What you are asked to do
The answer must be every line from the entries below that contains "first".
[Opening Given data section]
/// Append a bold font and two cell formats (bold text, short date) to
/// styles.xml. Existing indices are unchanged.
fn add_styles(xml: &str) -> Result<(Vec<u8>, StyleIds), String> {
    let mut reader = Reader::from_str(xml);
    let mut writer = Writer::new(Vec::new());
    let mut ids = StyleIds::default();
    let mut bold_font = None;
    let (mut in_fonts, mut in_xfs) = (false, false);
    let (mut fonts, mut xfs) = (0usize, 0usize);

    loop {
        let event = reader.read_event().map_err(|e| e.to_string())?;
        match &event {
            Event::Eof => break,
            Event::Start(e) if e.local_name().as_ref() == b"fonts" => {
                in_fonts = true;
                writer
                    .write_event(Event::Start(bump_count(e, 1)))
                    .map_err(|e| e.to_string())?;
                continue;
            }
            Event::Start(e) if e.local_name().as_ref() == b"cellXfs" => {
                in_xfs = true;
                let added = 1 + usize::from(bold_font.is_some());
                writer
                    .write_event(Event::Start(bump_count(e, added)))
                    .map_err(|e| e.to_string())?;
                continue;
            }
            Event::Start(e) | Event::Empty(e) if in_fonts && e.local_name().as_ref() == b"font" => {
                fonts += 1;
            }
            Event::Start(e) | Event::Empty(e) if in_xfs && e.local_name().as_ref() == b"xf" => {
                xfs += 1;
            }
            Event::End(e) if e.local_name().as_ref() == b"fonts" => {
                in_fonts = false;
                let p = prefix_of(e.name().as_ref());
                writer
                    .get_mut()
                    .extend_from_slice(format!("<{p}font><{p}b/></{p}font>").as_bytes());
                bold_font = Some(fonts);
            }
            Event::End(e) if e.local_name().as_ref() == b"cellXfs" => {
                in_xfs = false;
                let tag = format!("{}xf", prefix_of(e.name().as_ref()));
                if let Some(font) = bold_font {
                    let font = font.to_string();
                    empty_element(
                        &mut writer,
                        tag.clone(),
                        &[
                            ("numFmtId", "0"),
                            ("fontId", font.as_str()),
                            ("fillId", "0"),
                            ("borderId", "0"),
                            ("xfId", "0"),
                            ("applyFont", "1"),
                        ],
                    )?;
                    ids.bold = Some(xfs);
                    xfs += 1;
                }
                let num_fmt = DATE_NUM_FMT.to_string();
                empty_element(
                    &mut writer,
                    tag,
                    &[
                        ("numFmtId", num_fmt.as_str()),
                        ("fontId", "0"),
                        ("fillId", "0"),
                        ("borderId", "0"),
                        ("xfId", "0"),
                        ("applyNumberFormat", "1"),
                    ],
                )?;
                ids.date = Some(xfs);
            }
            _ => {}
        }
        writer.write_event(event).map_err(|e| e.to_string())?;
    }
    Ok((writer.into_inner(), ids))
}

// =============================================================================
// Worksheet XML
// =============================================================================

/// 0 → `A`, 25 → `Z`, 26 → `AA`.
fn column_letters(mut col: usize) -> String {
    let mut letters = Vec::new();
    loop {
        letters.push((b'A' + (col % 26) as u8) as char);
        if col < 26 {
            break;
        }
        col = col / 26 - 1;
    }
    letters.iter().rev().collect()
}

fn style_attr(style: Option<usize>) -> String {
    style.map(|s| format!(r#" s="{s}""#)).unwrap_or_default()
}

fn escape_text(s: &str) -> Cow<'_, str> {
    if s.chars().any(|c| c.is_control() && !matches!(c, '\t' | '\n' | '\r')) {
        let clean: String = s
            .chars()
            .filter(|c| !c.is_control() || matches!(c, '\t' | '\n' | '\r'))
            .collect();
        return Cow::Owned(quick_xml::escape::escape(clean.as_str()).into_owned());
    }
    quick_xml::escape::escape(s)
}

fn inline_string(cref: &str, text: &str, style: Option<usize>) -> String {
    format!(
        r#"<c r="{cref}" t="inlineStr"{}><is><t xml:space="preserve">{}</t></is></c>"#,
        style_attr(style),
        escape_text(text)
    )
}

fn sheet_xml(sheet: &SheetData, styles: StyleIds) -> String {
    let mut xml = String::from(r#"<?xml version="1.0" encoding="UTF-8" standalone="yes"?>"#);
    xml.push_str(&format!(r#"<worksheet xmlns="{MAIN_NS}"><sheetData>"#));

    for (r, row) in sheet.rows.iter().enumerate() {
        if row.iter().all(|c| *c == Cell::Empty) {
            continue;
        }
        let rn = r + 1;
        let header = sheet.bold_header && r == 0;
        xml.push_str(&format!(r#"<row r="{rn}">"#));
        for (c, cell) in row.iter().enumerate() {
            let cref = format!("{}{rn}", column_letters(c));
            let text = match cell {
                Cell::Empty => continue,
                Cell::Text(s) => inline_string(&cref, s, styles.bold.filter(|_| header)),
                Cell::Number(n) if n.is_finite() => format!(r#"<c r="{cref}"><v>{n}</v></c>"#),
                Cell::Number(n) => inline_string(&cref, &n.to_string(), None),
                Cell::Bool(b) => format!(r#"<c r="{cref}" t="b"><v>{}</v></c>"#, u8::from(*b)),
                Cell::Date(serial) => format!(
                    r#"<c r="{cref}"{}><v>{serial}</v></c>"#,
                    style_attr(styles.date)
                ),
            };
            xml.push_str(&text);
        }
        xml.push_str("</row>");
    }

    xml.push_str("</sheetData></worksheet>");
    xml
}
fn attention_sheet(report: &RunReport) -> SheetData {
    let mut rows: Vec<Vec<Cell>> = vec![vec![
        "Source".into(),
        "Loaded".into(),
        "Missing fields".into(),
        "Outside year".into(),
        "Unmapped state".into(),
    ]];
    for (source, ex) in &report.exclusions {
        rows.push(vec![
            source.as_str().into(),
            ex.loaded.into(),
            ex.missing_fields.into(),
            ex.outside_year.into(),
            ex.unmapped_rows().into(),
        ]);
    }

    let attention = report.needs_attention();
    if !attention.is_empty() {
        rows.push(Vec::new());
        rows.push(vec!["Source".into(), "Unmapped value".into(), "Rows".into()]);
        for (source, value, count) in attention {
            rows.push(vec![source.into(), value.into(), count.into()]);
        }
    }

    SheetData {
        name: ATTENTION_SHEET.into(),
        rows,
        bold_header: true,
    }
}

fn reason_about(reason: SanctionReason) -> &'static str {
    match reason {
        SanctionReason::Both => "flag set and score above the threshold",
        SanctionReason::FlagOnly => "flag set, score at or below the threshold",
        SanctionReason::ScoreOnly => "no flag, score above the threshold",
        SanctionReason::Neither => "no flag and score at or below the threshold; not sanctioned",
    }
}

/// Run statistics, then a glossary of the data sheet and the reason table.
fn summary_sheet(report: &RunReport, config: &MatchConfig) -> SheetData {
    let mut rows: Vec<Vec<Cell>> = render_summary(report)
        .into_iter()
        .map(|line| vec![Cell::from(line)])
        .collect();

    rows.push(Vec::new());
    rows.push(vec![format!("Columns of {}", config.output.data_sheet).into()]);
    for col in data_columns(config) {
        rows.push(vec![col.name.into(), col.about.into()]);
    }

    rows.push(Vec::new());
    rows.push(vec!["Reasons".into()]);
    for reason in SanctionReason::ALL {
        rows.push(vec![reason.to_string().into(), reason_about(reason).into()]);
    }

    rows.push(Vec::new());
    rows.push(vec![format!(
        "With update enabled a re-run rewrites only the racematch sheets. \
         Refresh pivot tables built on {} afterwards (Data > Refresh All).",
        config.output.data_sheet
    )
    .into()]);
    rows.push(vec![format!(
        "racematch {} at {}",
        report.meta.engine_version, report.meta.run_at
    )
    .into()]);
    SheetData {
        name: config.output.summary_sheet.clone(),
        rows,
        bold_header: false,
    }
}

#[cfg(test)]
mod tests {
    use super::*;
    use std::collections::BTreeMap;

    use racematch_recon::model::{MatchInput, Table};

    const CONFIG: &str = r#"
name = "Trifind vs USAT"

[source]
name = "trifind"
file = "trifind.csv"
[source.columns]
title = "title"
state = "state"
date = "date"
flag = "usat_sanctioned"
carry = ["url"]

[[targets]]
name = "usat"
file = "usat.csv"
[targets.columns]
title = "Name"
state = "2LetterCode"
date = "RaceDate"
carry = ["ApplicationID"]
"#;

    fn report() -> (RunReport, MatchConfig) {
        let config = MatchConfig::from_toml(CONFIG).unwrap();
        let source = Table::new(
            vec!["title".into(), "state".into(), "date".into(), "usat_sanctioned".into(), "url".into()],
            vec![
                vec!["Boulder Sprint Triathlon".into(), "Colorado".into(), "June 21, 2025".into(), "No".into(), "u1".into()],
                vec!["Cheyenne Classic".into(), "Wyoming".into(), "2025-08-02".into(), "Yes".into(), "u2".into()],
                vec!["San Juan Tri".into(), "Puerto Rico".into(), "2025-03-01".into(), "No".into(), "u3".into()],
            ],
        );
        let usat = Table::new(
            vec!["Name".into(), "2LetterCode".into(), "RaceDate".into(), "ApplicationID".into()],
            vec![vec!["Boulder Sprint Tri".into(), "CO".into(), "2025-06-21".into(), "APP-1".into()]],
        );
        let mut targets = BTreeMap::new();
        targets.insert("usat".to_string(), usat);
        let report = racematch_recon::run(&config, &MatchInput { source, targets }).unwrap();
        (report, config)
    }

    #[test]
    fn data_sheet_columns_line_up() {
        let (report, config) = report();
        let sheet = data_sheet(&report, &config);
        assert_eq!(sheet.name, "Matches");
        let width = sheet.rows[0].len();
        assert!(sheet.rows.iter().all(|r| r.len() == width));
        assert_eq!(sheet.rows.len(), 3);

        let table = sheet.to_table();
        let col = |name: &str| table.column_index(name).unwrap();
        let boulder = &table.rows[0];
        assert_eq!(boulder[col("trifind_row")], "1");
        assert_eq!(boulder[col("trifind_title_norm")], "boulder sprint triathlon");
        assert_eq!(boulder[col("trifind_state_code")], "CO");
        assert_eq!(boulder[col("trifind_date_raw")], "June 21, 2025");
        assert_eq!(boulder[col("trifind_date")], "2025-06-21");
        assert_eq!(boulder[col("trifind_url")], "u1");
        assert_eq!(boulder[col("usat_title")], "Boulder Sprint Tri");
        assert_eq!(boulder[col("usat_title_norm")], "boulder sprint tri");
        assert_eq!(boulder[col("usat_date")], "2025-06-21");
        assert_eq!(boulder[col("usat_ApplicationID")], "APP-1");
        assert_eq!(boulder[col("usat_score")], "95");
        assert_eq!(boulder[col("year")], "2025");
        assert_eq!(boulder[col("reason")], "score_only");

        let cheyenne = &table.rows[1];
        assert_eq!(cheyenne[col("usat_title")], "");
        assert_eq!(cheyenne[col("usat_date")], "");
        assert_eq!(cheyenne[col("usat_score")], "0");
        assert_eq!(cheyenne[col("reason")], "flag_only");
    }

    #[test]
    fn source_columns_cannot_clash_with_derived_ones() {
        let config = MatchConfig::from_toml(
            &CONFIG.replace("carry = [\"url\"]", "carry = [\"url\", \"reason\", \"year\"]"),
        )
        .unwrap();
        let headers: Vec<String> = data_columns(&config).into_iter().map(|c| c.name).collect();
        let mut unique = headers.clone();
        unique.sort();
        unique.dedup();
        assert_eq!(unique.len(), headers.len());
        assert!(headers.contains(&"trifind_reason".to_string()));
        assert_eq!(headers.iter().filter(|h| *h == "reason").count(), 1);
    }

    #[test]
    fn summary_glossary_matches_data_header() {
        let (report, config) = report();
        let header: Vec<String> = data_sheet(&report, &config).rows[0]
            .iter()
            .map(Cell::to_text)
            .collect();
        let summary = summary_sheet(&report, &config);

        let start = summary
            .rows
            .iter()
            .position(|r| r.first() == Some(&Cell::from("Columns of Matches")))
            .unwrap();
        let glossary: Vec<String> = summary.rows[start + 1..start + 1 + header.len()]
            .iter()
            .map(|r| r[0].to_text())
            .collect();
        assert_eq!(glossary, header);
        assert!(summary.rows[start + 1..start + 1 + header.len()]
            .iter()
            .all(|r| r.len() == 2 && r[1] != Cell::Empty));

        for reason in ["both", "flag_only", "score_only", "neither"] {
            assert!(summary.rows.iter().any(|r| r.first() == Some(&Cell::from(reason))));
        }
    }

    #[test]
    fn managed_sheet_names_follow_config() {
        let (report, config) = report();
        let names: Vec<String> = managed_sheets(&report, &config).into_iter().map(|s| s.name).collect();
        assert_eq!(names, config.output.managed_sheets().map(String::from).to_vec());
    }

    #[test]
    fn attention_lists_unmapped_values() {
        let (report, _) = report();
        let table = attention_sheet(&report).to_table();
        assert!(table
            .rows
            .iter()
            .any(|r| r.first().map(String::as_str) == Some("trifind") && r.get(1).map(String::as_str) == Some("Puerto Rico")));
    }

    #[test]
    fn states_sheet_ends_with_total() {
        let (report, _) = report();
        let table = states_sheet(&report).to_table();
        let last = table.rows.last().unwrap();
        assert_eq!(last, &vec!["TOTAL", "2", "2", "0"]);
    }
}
[Closing Given data section]
Exercise solution
            .position(|r| r.first() == Some(&Cell::from("Columns of Matches")))
            assert!(summary.rows.iter().any(|r| r.first() == Some(&Cell::from(reason))));
            .any(|r| r.first().map(String::as_str) == Some("trifind") && r.get(1).map(String::as_str) == Some("Puerto Rico")));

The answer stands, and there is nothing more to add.